Divorced? Don't Be Too Hard on Yourself
I read in the Mormon Times last month a great article by Wendy Ulrich, entitled: "When does it help to be hard on ourselves?" And guess what I learned? Never! is the answer to that conscientious question.
Wendy talks about how we, as individuals, "assume hammering ourselves will keep us from getting complacent and spur us to improve. We are quick to feel ashamed of our flaws and to berate ourselves for mistakes."
And yet when our friends mess up, we're generally compassionate and tell them not to worry so much--and we do so with empathy and concern. We don't judge our friends nearly as harshly as we judge ourselves.
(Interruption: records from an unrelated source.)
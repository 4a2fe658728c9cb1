//! Batch delivery of due messages.

use std::sync::Arc;
use std::time::Duration as StdDuration;

use chrono::{DateTime, Utc};
use futures::future::join_all;
use serde::{Deserialize, Serialize};
use tracing::{debug, info, warn};

use crate::coaching::stats::EngineStats;
use crate::config::DeliveryConfig;
use crate::error::CoachResult;
use crate::traits::{ActivitySource, CoachStore, Notification, Notifier};
use crate::types::{CoachingMessage, MessageQuery, MessageSort, MessageStatus, PersonalizationProfile};

/// Totals of one delivery sweep.
#[derive(Debug, Clone, Default, PartialEq, Eq, Serialize, Deserialize)]
pub struct DeliveryReport {
    pub due: usize,
    pub batches: usize,
    pub sent: usize,
    pub failed: usize,
    pub cancelled: usize,
    pub expired: usize,
    /// Claimed by a concurrent sweep first.
    pub skipped: usize,
}

#[derive(Debug, Clone, Copy, PartialEq, Eq)]
enum Outcome {
    Sent,
    Failed,
    Cancelled,
    Expired,
    Skipped,
}

/// Polls due messages and hands them to the notifier.
pub struct BatchDeliveryEngine {
    store: Arc<dyn CoachStore>,
    source: Arc<dyn ActivitySource>,
    notifier: Arc<dyn Notifier>,
    config: DeliveryConfig,
    stats: Arc<EngineStats>,
}

impl BatchDeliveryEngine {
    pub fn new(
        store: Arc<dyn CoachStore>,
        source: Arc<dyn ActivitySource>,
        notifier: Arc<dyn Notifier>,
        config: DeliveryConfig,
        stats: Arc<EngineStats>,
    ) -> Self {
        Self {
            store,
            source,
            notifier,
            config,
            stats,
        }
    }

    /// Deliver everything due at `now`, then expire what is left overdue.
    pub async fn run(&self, now: DateTime<Utc>) -> CoachResult<DeliveryReport> {
        let due = self.store.find_messages(
            &MessageQuery::new()
                .with_statuses(MessageStatus::queued())
                .scheduled_at_or_before(now)
                .not_expired_at(now),
            MessageSort::DeliveryOrder,
            usize::MAX,
            0,
        )?;

        let mut report = DeliveryReport {
            due: due.len(),
            ..Default::default()
        };

        for (i, batch) in due.chunks(self.config.batch_size.max(1)).enumerate() {
            if i > 0 && self.config.batch_pause_ms > 0 {
                tokio::time::sleep(StdDuration::from_millis(self.config.batch_pause_ms)).await;
            }
            report.batches += 1;
            let outcomes = join_all(batch.iter().map(|m| self.deliver_one(m.clone(), now))).await;
            for outcome in outcomes {
                match outcome {
                    Outcome::Sent => report.sent += 1,
                    Outcome::Failed => report.failed += 1,
                    Outcome::Cancelled => report.cancelled += 1,
                    Outcome::Expired => report.expired += 1,
                    Outcome::Skipped => report.skipped += 1,
                }
            }
            debug!(batch = i, size = batch.len(), "Delivery batch complete");
        }

        let swept = self.store.expire_overdue(now)?;
        report.expired += swept;

        self.stats.add_messages_sent(report.sent as u64);
        self.stats.add_delivery_errors(report.failed as u64);
        self.stats.add_messages_cancelled(report.cancelled as u64);
        self.stats.add_messages_expired(report.expired as u64);

        info!(
            due = report.due,
            sent = report.sent,
            failed = report.failed,
            cancelled = report.cancelled,
            expired = report.expired,
            skipped = report.skipped,
            "Delivery sweep complete"
        );
        Ok(report)
    }

    async fn deliver_one(&self, message: CoachingMessage, now: DateTime<Utc>) -> Outcome {
        let message_id = message.id;
        match self.try_deliver(message, now).await {
            Ok(outcome) => outcome,
            Err(e) => {
                warn!(message_id = %message_id, error = %e, "Delivery failed");
                Outcome::Failed
            }
        }
    }

    async fn try_deliver(&self, mut message: CoachingMessage, now: DateTime<Utc>) -> CoachResult<Outcome> {
        if message.is_expired_at(now) {
            message.transition(MessageStatus::Expired, now)?;
            self.store.update_message(&message)?;
            return Ok(Outcome::Expired);
        }

        let user = self.source.get_user(&message.user_id)?;
        if !user.is_some_and(|u| u.is_active) {
            message.transition(MessageStatus::Cancelled, now)?;
            self.store.update_message(&message)?;
            info!(message_id = %message.id, user_id = %message.user_id, "Cancelled message for missing user");
            return Ok(Outcome::Cancelled);
        }

        let prior = message.status;
        if !self.store.claim_for_delivery(message.id, now)? {
            debug!(message_id = %message.id, "Message already claimed");
            return Ok(Outcome::Skipped);
        }

        let notification = Notification::from(&message);
        if let Err(e) = self.notifier.deliver(&notification).await {
            self.store.release_claim(message.id, prior, now)?;
            warn!(
                message_id = %message.id,
                user_id = %message.user_id,
                error = %e,
                "Transport failed, message stays queued"
            );
            return Ok(Outcome::Failed);
        }

        let mut profile = self
            .store
            .get_profile(&message.user_id)?
            .unwrap_or_else(|| PersonalizationProfile::new(message.user_id.clone()));
        profile.record_sent(now);
        self.store.upsert_profile(&profile)?;

        if let Some(template_id) = message.template_id {
            if let Err(e) = self.store.bump_template_counters(template_id, 1, 0) {
                warn!(template_id = %template_id, error = %e, "Failed to update template usage");
            }
        }
        debug!(message_id = %message.id, user_id = %message.user_id, "Message delivered");
        Ok(Outcome::Sent)
    }
}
Wendy goes on to describe the fact that research shows that people who are self-compassionate fare better than those who are critical and harsh about their mistakes. She says those who are highest in self-compassion are least likely to get defensive and most likely to take responsibility for their mistakes.
So let's give ourselves a little credit, remembering that the Lord doesn't condemn us, either. If we are spiritual beings first, here on earth having a human experience, let's spend less time kicking ourselves and more time moving forward.
Besides, what a great example for our kids to follow. As they mature into adults in this crazy, mixed world they deserve to be taught the best skills for their personal progress. And kindness for self may be the best tool we can offer them!